I came to teaching, (or did it come to me?) in a rather circuitous fashion. I had never entertained the idea of becoming a teacher until I was in my forties and even then my primary motivation was to secure a job that offered a regular pay cheque. Prior to teaching I had many jobs as a Builder, drainage contractor, youth worker, project manager, furniture designer/maker, traveller etc. Surprisingly enough, I find myself reflecting on my current role as a teacher and the previous smorgasbord of jobs and see a pattern emerging, indicating that these past “jobs” and experiences have prepared me for and lead me to my current “vocation”.
Experience in the building industry provided me with insights into the process and nature of structures. I developed strength and willpower in the process of hand digging long trenches through rocky ground. Youth work taught me patience and understanding. Fine furniture making demanded discipline and precision. The wonderment and awe experienced in immersing myself in diverse cultures have all contributed to providing essential growth, insight and skills for teaching. This current study through Notre Dame University is the current stage of my journey in exploring, gathering, refining and sharing of these ideas and insights.
I have been teaching at Shearwater for six years now and enjoy the challenges that teaching/learning involves. These constant challenges (daily) that arise provide grist for the mill for my personal and professional growth. Prior to this current study with Notre Dame University I had not engaged in any formal study apart from a two year stint of a Social Work degree. I consciously discontinued this study at twenty one years of age, full of ideals and optimism and a realization that whilst my fellow students and I were being groomed to be “good” social workers we were also becoming facilitators of the very social system that reinforced the polarization of a power hierarchy that kept the our disenfranchised “clients” in a downward spiral of poverty and disempowerment. So in the end I came to realise that if you weren’t a revolutionary (social worker) at heart then you weren’t going to be worth anything to the people that you are trying to “help”.

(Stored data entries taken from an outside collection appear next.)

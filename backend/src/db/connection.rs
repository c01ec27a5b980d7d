use anyhow::Result;
use sqlx::{PgPool, postgres::PgPoolOptions};
use std::env;
use dotenvy::dotenv;

use crate::constants::DEFAULT_DB_MAX_CONNECTIONS;

#[derive(Debug, Clone)]
pub struct DatabaseConfig {
    pub database_url: String,
    pub max_connections: u32,
}

impl DatabaseConfig {
    pub fn from_env() -> Result<Self> {
        dotenv().ok();
        let database_url = env::var("DATABASE_URL")
            .map_err(|_| anyhow::anyhow!("DATABASE_URL must be set"))?;
        Ok(Self::with_url(database_url))
    }

    pub fn with_url(database_url: impl Into<String>) -> Self {
        Self {
            database_url: database_url.into(),
            max_connections: env::var("DB_MAX_CONNECTIONS")
                .ok()
                .and_then(|v| v.parse().ok())
                .unwrap_or(DEFAULT_DB_MAX_CONNECTIONS),
        }
    }
}

pub async fn get_db_pool(config: &DatabaseConfig) -> Result<PgPool> {
    let pool = PgPoolOptions::new()
        .max_connections(config.max_connections)
        .connect(&config.database_url)
        .await?;

    Ok(pool)
}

Twenty five years on and a little wiser, life, in it’s infinite wisdom has watered down that youthful idealism with a healthy amount of realism and I find myself by accident (or design?) teaching in an educational environment that encourages and supports revolutionary thinking and teaching based on the theories of Rudolf Steiner. A thinking that nurtures the fundamental growth of the individual and supports and empowers them through their own creative impulse. I now find myself exploring my own creative passions of Industrial Design and Photography and the sharing of these skills and insights in turn empowers me both as a teacher and individual.